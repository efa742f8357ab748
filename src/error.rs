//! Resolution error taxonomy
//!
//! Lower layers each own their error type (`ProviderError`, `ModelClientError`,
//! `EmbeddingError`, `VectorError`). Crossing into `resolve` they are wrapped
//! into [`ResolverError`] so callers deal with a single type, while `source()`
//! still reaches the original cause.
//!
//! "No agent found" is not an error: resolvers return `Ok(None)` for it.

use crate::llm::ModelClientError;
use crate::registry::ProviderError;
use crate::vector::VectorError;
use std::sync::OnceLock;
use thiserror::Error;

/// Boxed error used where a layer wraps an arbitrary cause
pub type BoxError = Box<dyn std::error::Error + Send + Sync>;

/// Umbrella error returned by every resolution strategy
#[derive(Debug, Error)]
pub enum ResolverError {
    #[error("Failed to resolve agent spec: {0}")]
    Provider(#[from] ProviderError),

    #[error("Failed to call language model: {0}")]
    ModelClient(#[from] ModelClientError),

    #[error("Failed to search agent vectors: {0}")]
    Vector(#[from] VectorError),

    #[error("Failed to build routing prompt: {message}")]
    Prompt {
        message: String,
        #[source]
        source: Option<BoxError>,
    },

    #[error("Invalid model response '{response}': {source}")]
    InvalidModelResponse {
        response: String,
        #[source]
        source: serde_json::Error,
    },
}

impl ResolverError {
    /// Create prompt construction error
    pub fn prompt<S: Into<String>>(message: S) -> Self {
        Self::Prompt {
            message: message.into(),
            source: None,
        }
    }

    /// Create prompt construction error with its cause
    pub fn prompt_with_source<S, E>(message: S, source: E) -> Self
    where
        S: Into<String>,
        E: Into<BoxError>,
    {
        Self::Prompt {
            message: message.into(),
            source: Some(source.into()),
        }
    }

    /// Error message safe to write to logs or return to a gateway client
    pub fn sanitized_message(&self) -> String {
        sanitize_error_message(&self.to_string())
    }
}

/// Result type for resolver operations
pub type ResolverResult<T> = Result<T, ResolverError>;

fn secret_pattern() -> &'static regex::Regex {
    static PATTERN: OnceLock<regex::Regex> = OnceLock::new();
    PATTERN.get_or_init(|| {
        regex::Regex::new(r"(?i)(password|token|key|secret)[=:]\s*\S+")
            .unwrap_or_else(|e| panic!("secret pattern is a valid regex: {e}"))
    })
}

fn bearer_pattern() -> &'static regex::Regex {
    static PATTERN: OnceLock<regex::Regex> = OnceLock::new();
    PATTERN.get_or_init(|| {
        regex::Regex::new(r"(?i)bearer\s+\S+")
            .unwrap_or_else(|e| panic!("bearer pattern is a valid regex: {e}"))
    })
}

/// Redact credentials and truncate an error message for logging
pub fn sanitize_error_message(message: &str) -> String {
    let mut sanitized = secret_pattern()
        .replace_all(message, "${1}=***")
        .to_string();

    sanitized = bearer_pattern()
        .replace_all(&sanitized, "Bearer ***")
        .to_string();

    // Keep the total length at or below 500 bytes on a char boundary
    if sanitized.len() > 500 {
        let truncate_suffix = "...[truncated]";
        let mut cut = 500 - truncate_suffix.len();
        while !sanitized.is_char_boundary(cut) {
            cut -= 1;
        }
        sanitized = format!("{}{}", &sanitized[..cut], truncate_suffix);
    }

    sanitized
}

● ● ● ● ● ● ●

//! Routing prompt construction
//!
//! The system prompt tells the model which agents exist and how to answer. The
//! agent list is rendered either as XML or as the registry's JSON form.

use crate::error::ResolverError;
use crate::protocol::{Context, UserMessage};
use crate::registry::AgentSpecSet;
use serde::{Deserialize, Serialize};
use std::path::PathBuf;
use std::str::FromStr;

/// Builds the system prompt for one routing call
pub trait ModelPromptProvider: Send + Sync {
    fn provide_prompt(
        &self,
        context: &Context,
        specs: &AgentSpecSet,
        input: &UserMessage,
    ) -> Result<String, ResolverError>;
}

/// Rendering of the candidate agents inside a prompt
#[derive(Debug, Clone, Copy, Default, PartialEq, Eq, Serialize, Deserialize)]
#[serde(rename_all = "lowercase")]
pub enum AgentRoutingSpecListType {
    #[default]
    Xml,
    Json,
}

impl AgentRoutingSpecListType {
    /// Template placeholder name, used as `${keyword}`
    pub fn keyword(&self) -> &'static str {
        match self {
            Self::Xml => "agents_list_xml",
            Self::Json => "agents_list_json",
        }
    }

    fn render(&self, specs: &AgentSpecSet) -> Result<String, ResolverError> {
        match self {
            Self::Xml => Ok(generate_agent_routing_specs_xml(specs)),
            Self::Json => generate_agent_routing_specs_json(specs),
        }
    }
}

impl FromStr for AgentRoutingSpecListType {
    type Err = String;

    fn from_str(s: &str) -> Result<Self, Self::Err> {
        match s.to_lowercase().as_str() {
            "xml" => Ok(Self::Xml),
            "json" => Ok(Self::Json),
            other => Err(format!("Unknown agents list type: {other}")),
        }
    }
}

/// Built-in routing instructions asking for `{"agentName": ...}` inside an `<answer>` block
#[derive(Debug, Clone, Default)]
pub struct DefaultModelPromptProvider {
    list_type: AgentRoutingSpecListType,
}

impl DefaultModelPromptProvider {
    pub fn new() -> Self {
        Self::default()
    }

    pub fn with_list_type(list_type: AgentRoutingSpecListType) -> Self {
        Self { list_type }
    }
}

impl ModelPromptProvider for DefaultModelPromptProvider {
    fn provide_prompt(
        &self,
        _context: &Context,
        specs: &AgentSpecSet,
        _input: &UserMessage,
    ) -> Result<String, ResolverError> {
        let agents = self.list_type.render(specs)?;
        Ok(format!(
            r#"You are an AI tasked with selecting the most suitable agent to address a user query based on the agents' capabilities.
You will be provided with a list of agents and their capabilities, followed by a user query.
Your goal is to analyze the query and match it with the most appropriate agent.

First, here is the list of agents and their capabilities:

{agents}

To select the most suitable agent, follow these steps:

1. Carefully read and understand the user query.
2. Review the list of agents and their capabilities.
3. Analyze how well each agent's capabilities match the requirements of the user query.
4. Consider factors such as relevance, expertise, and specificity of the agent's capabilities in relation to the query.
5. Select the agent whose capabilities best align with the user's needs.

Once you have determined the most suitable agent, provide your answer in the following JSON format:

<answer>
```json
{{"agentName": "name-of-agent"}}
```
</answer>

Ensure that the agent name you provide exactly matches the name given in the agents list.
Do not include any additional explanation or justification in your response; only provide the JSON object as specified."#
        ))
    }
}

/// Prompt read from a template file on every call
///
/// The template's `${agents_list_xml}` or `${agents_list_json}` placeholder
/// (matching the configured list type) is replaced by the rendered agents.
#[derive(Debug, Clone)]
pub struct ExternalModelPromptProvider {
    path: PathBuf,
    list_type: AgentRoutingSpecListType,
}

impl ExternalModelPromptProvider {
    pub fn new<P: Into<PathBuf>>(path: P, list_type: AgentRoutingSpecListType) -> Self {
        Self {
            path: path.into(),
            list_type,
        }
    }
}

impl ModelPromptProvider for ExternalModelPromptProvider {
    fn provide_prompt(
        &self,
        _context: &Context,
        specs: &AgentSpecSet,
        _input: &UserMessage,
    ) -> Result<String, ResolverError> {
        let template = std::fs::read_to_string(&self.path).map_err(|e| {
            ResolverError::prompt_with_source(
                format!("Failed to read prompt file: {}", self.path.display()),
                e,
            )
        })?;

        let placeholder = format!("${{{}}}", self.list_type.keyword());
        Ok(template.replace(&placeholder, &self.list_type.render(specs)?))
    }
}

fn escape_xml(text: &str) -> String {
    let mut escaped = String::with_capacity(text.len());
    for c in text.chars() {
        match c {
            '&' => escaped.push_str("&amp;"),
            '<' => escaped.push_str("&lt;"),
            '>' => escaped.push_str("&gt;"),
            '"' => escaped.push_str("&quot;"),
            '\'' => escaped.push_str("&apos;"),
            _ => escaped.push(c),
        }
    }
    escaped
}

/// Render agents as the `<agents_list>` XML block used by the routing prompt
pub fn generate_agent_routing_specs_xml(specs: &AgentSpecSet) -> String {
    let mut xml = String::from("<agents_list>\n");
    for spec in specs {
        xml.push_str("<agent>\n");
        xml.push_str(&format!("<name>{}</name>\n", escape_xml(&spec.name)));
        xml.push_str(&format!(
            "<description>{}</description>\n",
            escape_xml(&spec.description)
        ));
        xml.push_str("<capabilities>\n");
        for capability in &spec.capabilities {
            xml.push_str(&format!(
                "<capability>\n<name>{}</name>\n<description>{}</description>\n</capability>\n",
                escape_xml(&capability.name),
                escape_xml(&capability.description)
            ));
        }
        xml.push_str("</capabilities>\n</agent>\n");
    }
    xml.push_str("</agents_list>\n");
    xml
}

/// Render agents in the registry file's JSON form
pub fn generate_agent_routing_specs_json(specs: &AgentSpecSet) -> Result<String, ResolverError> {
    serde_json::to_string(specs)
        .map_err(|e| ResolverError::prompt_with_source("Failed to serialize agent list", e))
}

● ● ● ● ● ● ●

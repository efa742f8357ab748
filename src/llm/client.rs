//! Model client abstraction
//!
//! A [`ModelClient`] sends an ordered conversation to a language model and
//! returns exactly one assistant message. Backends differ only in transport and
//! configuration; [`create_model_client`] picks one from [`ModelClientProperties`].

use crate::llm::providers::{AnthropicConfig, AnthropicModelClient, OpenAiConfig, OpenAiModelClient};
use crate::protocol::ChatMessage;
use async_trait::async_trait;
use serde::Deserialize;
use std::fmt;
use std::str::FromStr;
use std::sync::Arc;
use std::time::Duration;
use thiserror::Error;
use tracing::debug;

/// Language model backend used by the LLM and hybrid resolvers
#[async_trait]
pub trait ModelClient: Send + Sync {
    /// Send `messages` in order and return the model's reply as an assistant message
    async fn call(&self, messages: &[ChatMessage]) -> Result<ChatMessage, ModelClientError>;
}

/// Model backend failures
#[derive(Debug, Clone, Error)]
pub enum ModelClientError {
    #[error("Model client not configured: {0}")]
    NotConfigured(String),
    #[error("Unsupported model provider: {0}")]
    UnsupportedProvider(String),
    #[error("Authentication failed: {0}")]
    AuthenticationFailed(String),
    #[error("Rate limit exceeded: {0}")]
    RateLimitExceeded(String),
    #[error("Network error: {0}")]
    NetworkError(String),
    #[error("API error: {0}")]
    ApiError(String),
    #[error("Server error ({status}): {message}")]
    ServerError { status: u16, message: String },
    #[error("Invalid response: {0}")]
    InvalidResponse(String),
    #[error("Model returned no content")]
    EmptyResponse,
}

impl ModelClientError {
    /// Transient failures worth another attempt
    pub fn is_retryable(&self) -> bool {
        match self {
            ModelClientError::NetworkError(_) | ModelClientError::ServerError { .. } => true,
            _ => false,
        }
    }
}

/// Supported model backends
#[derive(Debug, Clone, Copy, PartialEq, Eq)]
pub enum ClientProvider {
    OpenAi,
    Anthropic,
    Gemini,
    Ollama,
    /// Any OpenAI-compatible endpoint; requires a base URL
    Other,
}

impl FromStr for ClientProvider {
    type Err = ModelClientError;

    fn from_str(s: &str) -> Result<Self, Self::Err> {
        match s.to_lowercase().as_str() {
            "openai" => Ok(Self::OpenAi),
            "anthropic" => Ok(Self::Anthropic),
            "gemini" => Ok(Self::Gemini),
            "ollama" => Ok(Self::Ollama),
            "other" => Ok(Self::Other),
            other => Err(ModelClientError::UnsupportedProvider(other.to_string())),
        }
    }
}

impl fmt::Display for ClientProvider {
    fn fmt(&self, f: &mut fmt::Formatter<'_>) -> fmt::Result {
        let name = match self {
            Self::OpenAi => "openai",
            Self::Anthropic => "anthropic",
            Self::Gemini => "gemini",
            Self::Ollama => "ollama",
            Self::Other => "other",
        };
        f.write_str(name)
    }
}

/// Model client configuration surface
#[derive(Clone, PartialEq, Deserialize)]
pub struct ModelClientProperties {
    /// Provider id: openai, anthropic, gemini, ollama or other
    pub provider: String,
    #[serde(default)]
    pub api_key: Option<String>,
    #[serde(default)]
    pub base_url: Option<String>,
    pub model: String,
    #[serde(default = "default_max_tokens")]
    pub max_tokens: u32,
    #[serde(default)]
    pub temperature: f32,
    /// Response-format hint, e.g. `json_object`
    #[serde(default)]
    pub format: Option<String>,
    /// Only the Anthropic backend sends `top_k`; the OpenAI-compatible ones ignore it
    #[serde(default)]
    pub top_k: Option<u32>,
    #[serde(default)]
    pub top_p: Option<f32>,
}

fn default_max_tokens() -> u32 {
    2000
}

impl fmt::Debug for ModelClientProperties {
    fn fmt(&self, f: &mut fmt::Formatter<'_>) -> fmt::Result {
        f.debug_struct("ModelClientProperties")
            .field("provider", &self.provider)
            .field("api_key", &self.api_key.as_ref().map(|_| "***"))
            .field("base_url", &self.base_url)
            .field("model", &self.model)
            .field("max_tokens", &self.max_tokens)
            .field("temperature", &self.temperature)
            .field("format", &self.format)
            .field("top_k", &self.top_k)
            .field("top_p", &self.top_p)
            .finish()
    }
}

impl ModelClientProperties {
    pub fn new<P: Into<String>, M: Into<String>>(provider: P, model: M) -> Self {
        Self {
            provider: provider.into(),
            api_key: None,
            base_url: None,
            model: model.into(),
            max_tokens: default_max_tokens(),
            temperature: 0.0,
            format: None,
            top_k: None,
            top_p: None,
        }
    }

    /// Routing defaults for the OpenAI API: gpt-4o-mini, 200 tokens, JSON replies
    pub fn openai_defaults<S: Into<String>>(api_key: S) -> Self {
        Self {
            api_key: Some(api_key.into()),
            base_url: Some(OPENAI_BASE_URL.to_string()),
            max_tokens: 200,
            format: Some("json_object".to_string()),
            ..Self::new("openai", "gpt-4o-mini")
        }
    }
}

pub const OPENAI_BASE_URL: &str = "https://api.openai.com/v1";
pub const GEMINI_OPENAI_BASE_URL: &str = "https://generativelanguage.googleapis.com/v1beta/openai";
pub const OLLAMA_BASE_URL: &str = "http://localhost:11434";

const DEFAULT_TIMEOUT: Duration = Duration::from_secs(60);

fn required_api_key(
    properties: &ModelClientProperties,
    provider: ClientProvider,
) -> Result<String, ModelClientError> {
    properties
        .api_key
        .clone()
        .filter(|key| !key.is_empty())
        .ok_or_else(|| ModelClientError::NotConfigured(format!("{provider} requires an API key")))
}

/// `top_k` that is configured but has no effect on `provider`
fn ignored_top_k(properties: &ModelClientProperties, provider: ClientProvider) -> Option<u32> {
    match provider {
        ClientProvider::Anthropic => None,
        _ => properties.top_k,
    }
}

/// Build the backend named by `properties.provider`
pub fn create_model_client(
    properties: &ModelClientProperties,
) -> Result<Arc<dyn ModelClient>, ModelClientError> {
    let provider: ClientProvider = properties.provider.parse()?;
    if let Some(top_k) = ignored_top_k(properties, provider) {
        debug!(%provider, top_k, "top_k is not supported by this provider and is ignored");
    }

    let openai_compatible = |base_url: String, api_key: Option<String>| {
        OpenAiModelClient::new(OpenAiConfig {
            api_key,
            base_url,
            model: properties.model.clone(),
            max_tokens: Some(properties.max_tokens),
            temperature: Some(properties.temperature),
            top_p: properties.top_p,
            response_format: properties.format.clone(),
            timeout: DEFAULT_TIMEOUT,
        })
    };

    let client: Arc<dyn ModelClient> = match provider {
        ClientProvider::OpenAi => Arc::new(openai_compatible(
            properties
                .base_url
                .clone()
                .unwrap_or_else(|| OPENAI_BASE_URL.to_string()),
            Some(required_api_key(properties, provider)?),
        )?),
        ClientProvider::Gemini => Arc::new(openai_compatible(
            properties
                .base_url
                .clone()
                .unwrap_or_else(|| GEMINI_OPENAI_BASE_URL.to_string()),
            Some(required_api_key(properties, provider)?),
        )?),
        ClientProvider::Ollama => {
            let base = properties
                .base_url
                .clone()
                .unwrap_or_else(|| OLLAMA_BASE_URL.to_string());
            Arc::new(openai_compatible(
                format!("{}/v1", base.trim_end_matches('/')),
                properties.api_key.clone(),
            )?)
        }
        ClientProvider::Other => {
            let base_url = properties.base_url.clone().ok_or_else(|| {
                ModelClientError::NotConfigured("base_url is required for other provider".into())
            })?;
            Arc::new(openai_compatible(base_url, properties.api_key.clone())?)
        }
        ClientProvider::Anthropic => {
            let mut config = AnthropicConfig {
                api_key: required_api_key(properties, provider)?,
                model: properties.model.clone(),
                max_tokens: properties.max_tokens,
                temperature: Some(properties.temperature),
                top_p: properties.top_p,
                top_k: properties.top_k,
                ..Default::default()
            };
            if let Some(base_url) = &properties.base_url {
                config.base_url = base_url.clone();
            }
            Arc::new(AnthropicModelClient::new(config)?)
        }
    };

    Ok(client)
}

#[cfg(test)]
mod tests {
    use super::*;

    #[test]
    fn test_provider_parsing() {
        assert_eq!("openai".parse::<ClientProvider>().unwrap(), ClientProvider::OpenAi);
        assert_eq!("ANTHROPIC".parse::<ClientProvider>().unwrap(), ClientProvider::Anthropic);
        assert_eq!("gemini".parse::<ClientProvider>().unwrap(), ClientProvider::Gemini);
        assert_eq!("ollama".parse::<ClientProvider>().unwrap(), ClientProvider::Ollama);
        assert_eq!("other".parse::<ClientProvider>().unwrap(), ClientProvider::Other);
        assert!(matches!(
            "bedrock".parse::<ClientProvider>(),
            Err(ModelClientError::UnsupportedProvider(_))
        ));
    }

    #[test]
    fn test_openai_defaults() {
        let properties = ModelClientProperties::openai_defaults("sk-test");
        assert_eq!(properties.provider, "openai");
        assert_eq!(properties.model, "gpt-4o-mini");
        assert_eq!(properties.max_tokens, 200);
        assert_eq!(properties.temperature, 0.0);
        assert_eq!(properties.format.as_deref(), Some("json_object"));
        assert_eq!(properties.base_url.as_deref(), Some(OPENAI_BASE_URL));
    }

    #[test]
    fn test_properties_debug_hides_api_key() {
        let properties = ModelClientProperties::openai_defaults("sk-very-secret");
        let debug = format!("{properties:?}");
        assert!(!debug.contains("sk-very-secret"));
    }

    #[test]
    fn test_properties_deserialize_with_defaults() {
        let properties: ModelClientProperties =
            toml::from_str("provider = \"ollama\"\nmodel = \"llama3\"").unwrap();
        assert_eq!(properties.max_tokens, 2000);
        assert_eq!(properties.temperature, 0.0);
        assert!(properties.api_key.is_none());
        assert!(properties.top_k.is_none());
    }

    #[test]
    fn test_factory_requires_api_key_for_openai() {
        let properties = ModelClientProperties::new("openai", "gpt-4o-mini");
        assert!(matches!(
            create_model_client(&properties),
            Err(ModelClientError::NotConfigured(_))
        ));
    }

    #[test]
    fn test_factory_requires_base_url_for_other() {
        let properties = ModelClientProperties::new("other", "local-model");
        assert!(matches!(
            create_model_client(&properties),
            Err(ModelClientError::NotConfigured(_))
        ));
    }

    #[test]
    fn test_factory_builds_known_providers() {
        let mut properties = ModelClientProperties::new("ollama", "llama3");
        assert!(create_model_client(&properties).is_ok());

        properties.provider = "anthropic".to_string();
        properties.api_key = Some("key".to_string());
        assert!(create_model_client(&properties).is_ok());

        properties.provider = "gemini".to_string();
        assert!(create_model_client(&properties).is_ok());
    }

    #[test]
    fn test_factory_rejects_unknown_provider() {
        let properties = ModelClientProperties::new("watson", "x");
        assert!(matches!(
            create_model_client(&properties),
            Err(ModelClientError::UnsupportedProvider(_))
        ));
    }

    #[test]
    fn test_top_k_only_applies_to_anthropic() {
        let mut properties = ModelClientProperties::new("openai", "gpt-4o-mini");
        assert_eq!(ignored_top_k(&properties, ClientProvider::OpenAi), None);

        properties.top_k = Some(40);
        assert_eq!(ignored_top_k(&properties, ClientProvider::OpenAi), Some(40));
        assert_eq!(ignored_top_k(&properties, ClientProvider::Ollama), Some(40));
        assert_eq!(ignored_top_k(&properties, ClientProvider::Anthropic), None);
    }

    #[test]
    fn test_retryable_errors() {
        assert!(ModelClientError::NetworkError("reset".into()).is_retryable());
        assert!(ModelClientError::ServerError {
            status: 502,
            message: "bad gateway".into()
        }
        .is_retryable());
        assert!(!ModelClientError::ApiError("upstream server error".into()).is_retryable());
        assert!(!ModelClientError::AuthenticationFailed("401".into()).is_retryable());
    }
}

● ● ● ● ● ● ●

Report back each line in the material above that contains the string "system".

//! The system prompt tells the model which agents exist and how to answer. The
/// Builds the system prompt for one routing call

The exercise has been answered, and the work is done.